In deepwater drilling, high investment, high risk, and high return are the most significant characteristics, so special attention needs to be paid to safety operations during the drilling process.

==Difficulties==
===Harsh environment===
According to international conventions, oil and gas wells with a depth greater than 500 meters are considered deepwater wells, while oil and gas wells with a depth greater than 1500 meters are considered ultra deepwater wells. In the deepwater marine environment, geological conditions and environmental factors are more complex. Firstly, the deepwater marine environment is more harsh, with frequent typhoons and extreme waves. After the superposition of internal wave and ocean currents in the ocean, the deepwater flow velocity increases, resulting in extremely harsh comprehensive environmental conditions for deepwater drilling; In addition, due to the long offshore distance of deepwater drilling, it is difficult to provide material support, which also makes challenges for deepwater drilling.
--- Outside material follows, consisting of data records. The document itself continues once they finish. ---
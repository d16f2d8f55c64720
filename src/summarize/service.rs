use std::fmt::Write as _;
use std::sync::Arc;

use crate::feed::paywall::looks_restricted;
use crate::storage::{ContentItem, Database, NewSummary};
use crate::util::truncate_chars;

use super::{ModelRequest, SummarizationError, Summarizer, SummaryRequest, SummaryResponse};

pub const SYSTEM_PROMPT: &str = "You are an expert media analyst and business strategist. \
Provide insightful, well-structured summaries based on the given content and prompt.";

const DEFAULT_MAX_TOKENS: u32 = 1000;
/// Per-item cap on text sent to the model.
const MAX_ITEM_CHARS: usize = 2000;

/// Canned analysis prompts.
#[derive(Debug, Clone, Copy, PartialEq, Eq, clap::ValueEnum)]
pub enum AnalysisPreset {
    BusinessModels,
    CreatorEconomy,
    VcTrends,
}

impl AnalysisPreset {
    pub fn prompt(self) -> &'static str {
        match self {
            AnalysisPreset::BusinessModels => {
                "Analyze the following content to identify and explain media business models. Focus on:\n\
                 1. Traditional media business models (advertising, subscriptions, etc.)\n\
                 2. Non-traditional media businesses that don't look like media but are highly profitable\n\
                 3. Distribution strategies and revenue streams\n\
                 4. Creator economy monetization methods\n\
                 5. Emerging business models in digital media\n\n\
                 Provide specific examples and insights from the content."
            }
            AnalysisPreset::CreatorEconomy => {
                "Analyze the following content to understand creator economy trends and business models. Focus on:\n\
                 1. How creators monetize their content\n\
                 2. Platform strategies and revenue sharing\n\
                 3. Emerging creator tools and services\n\
                 4. Investment trends in creator economy\n\
                 5. Challenges and opportunities for creators\n\n\
                 Provide actionable insights and trend analysis."
            }
            AnalysisPreset::VcTrends => {
                "Analyze the following content to understand VC investment trends in media and creator economy. Focus on:\n\
                 1. Investment themes and sectors\n\
                 2. Notable deals and valuations\n\
                 3. Emerging business models attracting investment\n\
                 4. Market trends and predictions\n\
                 5. Strategic insights for entrepreneurs and investors\n\n\
                 Provide data-driven analysis and strategic recommendations."
            }
        }
    }
}

/// Loads content, filters restricted items, calls the model and records the
/// summary.
pub struct SummaryService {
    db: Database,
    summarizer: Arc<dyn Summarizer>,
    max_tokens: u32,
}

impl SummaryService {
    pub fn new(db: Database, summarizer: Arc<dyn Summarizer>) -> Self {
        Self {
            db,
            summarizer,
            max_tokens: DEFAULT_MAX_TOKENS,
        }
    }

    pub fn with_max_tokens(mut self, max_tokens: u32) -> Self {
        self.max_tokens = max_tokens;
        self
    }

    pub async fn summarize(
        &self,
        request: &SummaryRequest,
    ) -> Result<SummaryResponse, SummarizationError> {
        let prompt = request.prompt.trim();
        if prompt.is_empty() {
            return Err(SummarizationError::InvalidRequest("prompt is empty".into()));
        }
        if request.content_ids.is_empty() {
            return Err(SummarizationError::InvalidRequest(
                "no content ids given".into(),
            ));
        }

        let items = self.db.content_by_ids(&request.content_ids).await?;
        if items.is_empty() {
            return Err(SummarizationError::InvalidRequest(
                "no content found for the provided ids".into(),
            ));
        }
        if items.len() < request.content_ids.len() {
            tracing::warn!(
                requested = request.content_ids.len(),
                found = items.len(),
                "Some content ids were not found"
            );
        }

        let (allowed, restricted): (Vec<_>, Vec<_>) =
            items.into_iter().partition(|item| !is_restricted(item));
        if allowed.is_empty() {
            return Err(SummarizationError::InvalidRequest(format!(
                "all {} selected items are premium/restricted and cannot be analyzed",
                restricted.len()
            )));
        }

        let model_request = ModelRequest {
            system: SYSTEM_PROMPT.to_owned(),
            user: build_prompt(prompt, &allowed),
            max_tokens: self.max_tokens,
        };

        tracing::info!(
            items = allowed.len(),
            excluded = restricted.len(),
            "Requesting summary"
        );
        let completion = self.summarizer.complete(&model_request).await?;

        let mut summary_text = completion.text;
        if !restricted.is_empty() {
            summary_text = format!(
                "*Note: {} premium/restricted articles were excluded from this analysis.*\n\n{}",
                restricted.len(),
                summary_text
            );
        }

        let stored = self
            .db
            .insert_summary(&NewSummary {
                content_ids: allowed.iter().map(|item| item.id).collect(),
                prompt: prompt.to_owned(),
                summary_text,
                model_used: completion.model,
                tokens_used: completion.tokens_used,
                created_at: chrono::Utc::now().timestamp(),
            })
            .await?;

        Ok(SummaryResponse {
            summary_id: stored.id,
            summary_text: stored.summary_text,
            model_used: stored.model_used,
            tokens_used: stored.tokens_used,
            created_at: stored.created_at,
            excluded: restricted.len(),
        })
    }
}

fn is_restricted(item: &ContentItem) -> bool {
    item.is_paywalled
        || looks_restricted(
            item.content_url.as_deref(),
            &item.title,
            item.description.as_deref(),
        )
}

fn build_prompt(prompt: &str, items: &[ContentItem]) -> String {
    let mut content = String::new();
    for item in items {
        let _ = writeln!(content, "Title: {}", item.title);
        if let Some(description) = item.description.as_deref().filter(|d| !d.is_empty()) {
            let _ = writeln!(
                content,
                "Description: {}",
                truncate_chars(description, MAX_ITEM_CHARS)
            );
        }
        if let Some(author) = &item.author {
            let _ = writeln!(content, "Author: {}", author);
        }
        if !item.metrics.is_empty() {
            let engagement: Vec<String> = item
                .metrics
                .iter()
                .map(|(k, v)| format!("{}: {}", k, v))
                .collect();
            let _ = writeln!(content, "Engagement: {}", engagement.join(", "));
        }
        content.push_str("---\n");
    }

    format!(
        "{prompt}\n\nContent to analyze:\n{content}\n\
         Please provide a comprehensive summary based on the above prompt and content."
    )
}

#[cfg(test)]
mod tests {
    use super::*;
    use crate::dedup::Fingerprint;
    use crate::storage::{NewContent, NewSource, SourceType};
    use crate::summarize::ModelResponse;
    use async_trait::async_trait;
    use pretty_assertions::assert_eq;
    use std::sync::Mutex;

    #[derive(Default)]
    struct RecordingSummarizer {
        requests: Mutex<Vec<ModelRequest>>,
        fail_with: Option<SummarizationError>,
    }

    #[async_trait]
    impl Summarizer for RecordingSummarizer {
        async fn complete(
            &self,
            request: &ModelRequest,
        ) -> Result<ModelResponse, SummarizationError> {
            self.requests.lock().unwrap().push(request.clone());
            if let Some(err) = &self.fail_with {
                return Err(err.clone());
            }
            Ok(ModelResponse {
                text: "Ad revenue is shifting to creators.".into(),
                model: "test-model".into(),
                tokens_used: Some(42),
            })
        }
    }

    async fn seed(db: &Database, items: &[(&str, &str, bool)]) -> Vec<i64> {
        let source_id = db
            .add_source(&NewSource::new(
                "Stratechery",
                "https://stratechery.com/feed/",
                SourceType::Blog,
            ))
            .await
            .unwrap();

        let mut ids = Vec::new();
        for (title, url, paywalled) in items {
            db.insert_content(&NewContent {
                source_id,
                title: (*title).into(),
                description: Some(format!("About {}", title)),
                content_url: Some((*url).into()),
                author: Some("Ben Thompson".into()),
                published_at: Some(1_700_000_000),
                metrics: Default::default(),
                enclosure_url: None,
                is_paywalled: *paywalled,
                fingerprint: Fingerprint::from_url(url),
            })
            .await
            .unwrap();
            let item = db
                .content_by_fingerprint(source_id, &Fingerprint::from_url(url))
                .await
                .unwrap()
                .unwrap();
            ids.push(item.id);
        }
        ids
    }

    fn request(ids: Vec<i64>) -> SummaryRequest {
        SummaryRequest {
            content_ids: ids,
            prompt: "What are the main trends?".into(),
        }
    }

    #[tokio::test]
    async fn test_summarize_stores_summary() {
        let db = Database::open(":memory:").await.unwrap();
        let ids = seed(
            &db,
            &[
                ("Aggregation Theory", "https://stratechery.com/aggregation", false),
                ("The End of the Bundle", "https://stratechery.com/bundle", false),
            ],
        )
        .await;
        let model = Arc::new(RecordingSummarizer::default());
        let service = SummaryService::new(db.clone(), model.clone());

        let response = service.summarize(&request(ids.clone())).await.unwrap();
        assert_eq!(response.summary_text, "Ad revenue is shifting to creators.");
        assert_eq!(response.model_used, "test-model");
        assert_eq!(response.tokens_used, Some(42));
        assert_eq!(response.excluded, 0);

        let requests = model.requests.lock().unwrap();
        assert_eq!(requests.len(), 1);
        assert_eq!(requests[0].system, SYSTEM_PROMPT);
        assert_eq!(requests[0].max_tokens, 1000);
        assert!(requests[0].user.starts_with("What are the main trends?\n\nContent to analyze:\n"));
        assert!(requests[0].user.contains("Title: Aggregation Theory\n"));
        assert!(requests[0].user.contains("Author: Ben Thompson\n"));

        let stored = db.recent_summaries(10).await.unwrap();
        assert_eq!(stored.len(), 1);
        assert_eq!(stored[0].content_ids, ids);
        assert_eq!(stored[0].id, response.summary_id);
    }

    #[tokio::test]
    async fn test_restricted_items_are_excluded_with_note() {
        let db = Database::open(":memory:").await.unwrap();
        let ids = seed(
            &db,
            &[
                ("Free post", "https://stratechery.com/free", false),
                ("Daily Update", "https://stratechery.com/daily", true),
                ("Weekly", "https://stratechery.com/premium/weekly", false),
            ],
        )
        .await;
        let model = Arc::new(RecordingSummarizer::default());
        let service = SummaryService::new(db.clone(), model.clone());

        let response = service.summarize(&request(ids.clone())).await.unwrap();
        assert_eq!(response.excluded, 2);
        assert!(response.summary_text.starts_with(
            "*Note: 2 premium/restricted articles were excluded from this analysis.*\n\n"
        ));

        let user = &model.requests.lock().unwrap()[0].user;
        assert!(user.contains("Free post"));
        assert!(!user.contains("Daily Update"));
        assert!(!user.contains("Weekly"));

        let stored = db.recent_summaries(1).await.unwrap();
        assert_eq!(stored[0].content_ids, vec![ids[0]]);
    }

    #[tokio::test]
    async fn test_all_restricted_is_invalid_request() {
        let db = Database::open(":memory:").await.unwrap();
        let ids = seed(&db, &[("Daily Update", "https://stratechery.com/daily", true)]).await;
        let model = Arc::new(RecordingSummarizer::default());
        let service = SummaryService::new(db.clone(), model.clone());

        let err = service.summarize(&request(ids)).await.unwrap_err();
        assert!(matches!(err, SummarizationError::InvalidRequest(ref m) if m.contains("all 1")));
        assert!(model.requests.lock().unwrap().is_empty());
    }

    #[tokio::test]
    async fn test_unknown_ids_and_empty_prompt() {
        let db = Database::open(":memory:").await.unwrap();
        let service = SummaryService::new(db, Arc::new(RecordingSummarizer::default()));

        assert!(matches!(
            service.summarize(&request(vec![999])).await,
            Err(SummarizationError::InvalidRequest(_))
        ));
        assert!(matches!(
            service.summarize(&request(vec![])).await,
            Err(SummarizationError::InvalidRequest(_))
        ));
        let blank = SummaryRequest {
            content_ids: vec![1],
            prompt: "   ".into(),
        };
        assert!(matches!(
            service.summarize(&blank).await,
            Err(SummarizationError::InvalidRequest(_))
        ));
    }

    #[tokio::test]
    async fn test_model_errors_propagate_and_nothing_is_stored() {
        let db = Database::open(":memory:").await.unwrap();
        let ids = seed(&db, &[("Free post", "https://stratechery.com/free", false)]).await;
        let model = Arc::new(RecordingSummarizer {
            fail_with: Some(SummarizationError::QuotaExceeded),
            ..Default::default()
        });
        let service = SummaryService::new(db.clone(), model);

        assert_eq!(
            service.summarize(&request(ids)).await.unwrap_err(),
            SummarizationError::QuotaExceeded
        );
        assert!(db.recent_summaries(10).await.unwrap().is_empty());
    }

    #[test]
    fn test_build_prompt_lists_engagement() {
        let item = ContentItem {
            id: 1,
            source_id: 1,
            title: "Launch thread".into(),
            description: None,
            content_url: None,
            author: None,
            published_at: None,
            metrics: [("likes".to_string(), 120), ("replies".to_string(), 8)]
                .into_iter()
                .collect(),
            enclosure_url: None,
            is_paywalled: false,
            fingerprint: "sha256:ab".into(),
            created_at: 0,
        };

        let prompt = build_prompt("Summarize", &[item]);
        assert_eq!(
            prompt,
            "Summarize\n\nContent to analyze:\nTitle: Launch thread\nEngagement: likes: 120, replies: 8\n---\n\n\
             Please provide a comprehensive summary based on the above prompt and content."
        );
    }

    #[test]
    fn test_preset_prompts_are_distinct() {
        let prompts = [
            AnalysisPreset::BusinessModels.prompt(),
            AnalysisPreset::CreatorEconomy.prompt(),
            AnalysisPreset::VcTrends.prompt(),
        ];
        assert!(prompts[0].contains("media business models"));
        assert!(prompts[1].contains("creator economy"));
        assert!(prompts[2].contains("VC investment"));
    }
}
===Shallow geological hazards===
The geological conditions in deepwater areas are complex. For example, in the South China Sea region, shallow areas usually meet with three shallow problems when drilling in deepwater areas, namely shallow gas, shallow water flow, and natural gas hydrates. During drilling operations, complex accidents such as gas invasion and overflow are prone to occur. In addition, deep strata have poor diagenesis, weak pressure bearing capacity, so leakage is easy to happen, the risk of well control is high, and the treatment is difficult, which impact on deepwater wellbore integrity seriously.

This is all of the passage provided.